**What the task requires**: The whole of the data, every line, should come back exactly the same.

Stored data
######
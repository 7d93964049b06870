use std::ffi::OsString;
use std::fs;
use std::io::Write;
use std::path::{Path, PathBuf};
use std::process::Command;

use anyhow::{Context, Result};
use rsa::pkcs1::DecodeRsaPrivateKey;
use rsa::pkcs1v15::SigningKey;
use rsa::pkcs8::DecodePrivateKey;
use rsa::signature::{SignatureEncoding, Signer};
use rsa::{RsaPrivateKey, RsaPublicKey};
use sha1::Sha1;
use sha2::{Sha256, Sha384, Sha512};

use super::{PcrSigner, PeSigner};
use crate::tpm::PcrAlgorithm;

/// PCR policy signer backed by an RSA private key file.
pub struct LocalPcrSigner {
    key: RsaPrivateKey,
    public: RsaPublicKey,
}

impl LocalPcrSigner {
    /// Load an RSA private key from a PKCS#8 or PKCS#1 PEM file. Non-RSA
    /// keys fail here, not at signing time.
    pub fn from_pem_file(path: impl AsRef<Path>) -> Result<Self> {
        let path = path.as_ref();
        let pem = fs::read_to_string(path)
            .with_context(|| format!("Failed to read PCR private key {path:?}"))?;
        let key = RsaPrivateKey::from_pkcs8_pem(&pem)
            .or_else(|_| RsaPrivateKey::from_pkcs1_pem(&pem))
            .with_context(|| format!("Failed to parse RSA private key {path:?}"))?;
        let public = key.to_public_key();

        Ok(Self { key, public })
    }
}

impl PcrSigner for LocalPcrSigner {
    fn public_rsa_key(&self) -> &RsaPublicKey {
        &self.public
    }

    fn sign(&self, message: &[u8], alg: PcrAlgorithm) -> Result<Vec<u8>> {
        let signature = match alg {
            PcrAlgorithm::Sha1 => SigningKey::<Sha1>::new(self.key.clone())
                .try_sign(message)?
                .to_vec(),
            PcrAlgorithm::Sha256 => SigningKey::<Sha256>::new(self.key.clone())
                .try_sign(message)?
                .to_vec(),
            PcrAlgorithm::Sha384 => SigningKey::<Sha384>::new(self.key.clone())
                .try_sign(message)?
                .to_vec(),
            PcrAlgorithm::Sha512 => SigningKey::<Sha512>::new(self.key.clone())
                .try_sign(message)?
                .to_vec(),
        };

        Ok(signature)
    }
}

/// Authenticode signer shelling out to sbsign.
pub struct SecureBootSigner {
    certificate: PathBuf,
    private_key: PathBuf,
}

impl SecureBootSigner {
    pub fn new(certificate: &Path, private_key: &Path) -> Self {
        Self {
            certificate: certificate.into(),
            private_key: private_key.into(),
        }
    }

    /// Whether `path` already carries a signature that verifies against our
    /// certificate.
    fn verify(&self, path: &Path) -> Result<bool> {
        let args: Vec<OsString> = vec![
            OsString::from("--cert"),
            self.certificate.clone().into(),
            path.as_os_str().to_owned(),
        ];

        let output = Command::new("sbverify")
            .args(&args)
            .output()
            .context("Failed to run sbverify. Most likely, the binary is not on PATH.")?;

        Ok(output.status.success())
    }
}

impl PeSigner for SecureBootSigner {
    fn sign(&self, input: &Path, output: &Path) -> Result<()> {
        log::debug!("Signing {input:?} to {output:?}");

        if self.verify(input).unwrap_or(false) {
            log::info!("{input:?} is already signed, copying verbatim");
            fs::copy(input, output)
                .with_context(|| format!("Failed to copy signed binary to {output:?}"))?;
            return Ok(());
        }

        let args: Vec<OsString> = vec![
            OsString::from("--key"),
            self.private_key.clone().into(),
            OsString::from("--cert"),
            self.certificate.clone().into(),
            input.as_os_str().to_owned(),
            OsString::from("--output"),
            output.as_os_str().to_owned(),
        ];

        let out = Command::new("sbsign")
            .args(&args)
            .output()
            .context("Failed to run sbsign. Most likely, the binary is not on PATH.")?;

        if !out.status.success() {
            std::io::stderr()
                .write_all(&out.stderr)
                .context("Failed to write output of sbsign to stderr.")?;
            log::debug!("sbsign failed with args: `{args:?}`.");
            return Err(anyhow::anyhow!("Failed to sign {output:?}."));
        }

        Ok(())
    }
}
######
**Written solution**:
repository 7d93964049b06870
use std::ffi::OsString;
use std::fs;
use std::io::Write;
use std::path::{Path, PathBuf};
use std::process::Command;

use anyhow::{Context, Result};
use rsa::pkcs1::DecodeRsaPrivateKey;
use rsa::pkcs1v15::SigningKey;
use rsa::pkcs8::DecodePrivateKey;
use rsa::signature::{SignatureEncoding, Signer};
use rsa::{RsaPrivateKey, RsaPublicKey};
use sha1::Sha1;
use sha2::{Sha256, Sha384, Sha512};

use super::{PcrSigner, PeSigner};
use crate::tpm::PcrAlgorithm;

/// PCR policy signer backed by an RSA private key file.
pub struct LocalPcrSigner {
    key: RsaPrivateKey,
    public: RsaPublicKey,
}

impl LocalPcrSigner {
    /// Load an RSA private key from a PKCS#8 or PKCS#1 PEM file. Non-RSA
    /// keys fail here, not at signing time.
    pub fn from_pem_file(path: impl AsRef<Path>) -> Result<Self> {
        let path = path.as_ref();
        let pem = fs::read_to_string(path)
            .with_context(|| format!("Failed to read PCR private key {path:?}"))?;
        let key = RsaPrivateKey::from_pkcs8_pem(&pem)
            .or_else(|_| RsaPrivateKey::from_pkcs1_pem(&pem))
            .with_context(|| format!("Failed to parse RSA private key {path:?}"))?;
        let public = key.to_public_key();

        Ok(Self { key, public })
    }
}

impl PcrSigner for LocalPcrSigner {
    fn public_rsa_key(&self) -> &RsaPublicKey {
        &self.public
    }

    fn sign(&self, message: &[u8], alg: PcrAlgorithm) -> Result<Vec<u8>> {
        let signature = match alg {
            PcrAlgorithm::Sha1 => SigningKey::<Sha1>::new(self.key.clone())
                .try_sign(message)?
                .to_vec(),
            PcrAlgorithm::Sha256 => SigningKey::<Sha256>::new(self.key.clone())
                .try_sign(message)?
                .to_vec(),
            PcrAlgorithm::Sha384 => SigningKey::<Sha384>::new(self.key.clone())
                .try_sign(message)?
                .to_vec(),
            PcrAlgorithm::Sha512 => SigningKey::<Sha512>::new(self.key.clone())
                .try_sign(message)?
                .to_vec(),
        };

        Ok(signature)
    }
}

/// Authenticode signer shelling out to sbsign.
pub struct SecureBootSigner {
    certificate: PathBuf,
    private_key: PathBuf,
}

impl SecureBootSigner {
    pub fn new(certificate: &Path, private_key: &Path) -> Self {
        Self {
            certificate: certificate.into(),
            private_key: private_key.into(),
        }
    }

    /// Whether `path` already carries a signature that verifies against our
    /// certificate.
    fn verify(&self, path: &Path) -> Result<bool> {
        let args: Vec<OsString> = vec![
            OsString::from("--cert"),
            self.certificate.clone().into(),
            path.as_os_str().to_owned(),
        ];

        let output = Command::new("sbverify")
            .args(&args)
            .output()
            .context("Failed to run sbverify. Most likely, the binary is not on PATH.")?;

        Ok(output.status.success())
    }
}

impl PeSigner for SecureBootSigner {
    fn sign(&self, input: &Path, output: &Path) -> Result<()> {
        log::debug!("Signing {input:?} to {output:?}");

        if self.verify(input).unwrap_or(false) {
            log::info!("{input:?} is already signed, copying verbatim");
            fs::copy(input, output)
                .with_context(|| format!("Failed to copy signed binary to {output:?}"))?;
            return Ok(());
        }

        let args: Vec<OsString> = vec![
            OsString::from("--key"),
            self.private_key.clone().into(),
            OsString::from("--cert"),
            self.certificate.clone().into(),
            input.as_os_str().to_owned(),
            OsString::from("--output"),
            output.as_os_str().to_owned(),
        ];

        let out = Command::new("sbsign")
            .args(&args)
            .output()
            .context("Failed to run sbsign. Most likely, the binary is not on PATH.")?;

        if !out.status.success() {
            std::io::stderr()
                .write_all(&out.stderr)
                .context("Failed to write output of sbsign to stderr.")?;
            log::debug!("sbsign failed with args: `{args:?}`.");
            return Err(anyhow::anyhow!("Failed to sign {output:?}."));
        }

        Ok(())
    }
}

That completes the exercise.